● Entries shown

//! Domain layer - repository contracts and input validation

pub mod repository;
pub mod validation;

pub use repository::{ProductRepository, Repository};
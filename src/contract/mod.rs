//! Contract layer - transport-agnostic models and errors
//!
//! NO serde derives on models - the REST DTOs own the wire shape.

pub mod error;
pub mod model;

pub use error::ProductsError;
pub use model::{Product, ProductDraft, ProductFields};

● The problem
Within the listing above, filter for lines holding the string "repository" and copy each one.

● Problem solution
//! Domain layer - repository contracts and input validation
pub mod repository;
pub use repository::{ProductRepository, Repository};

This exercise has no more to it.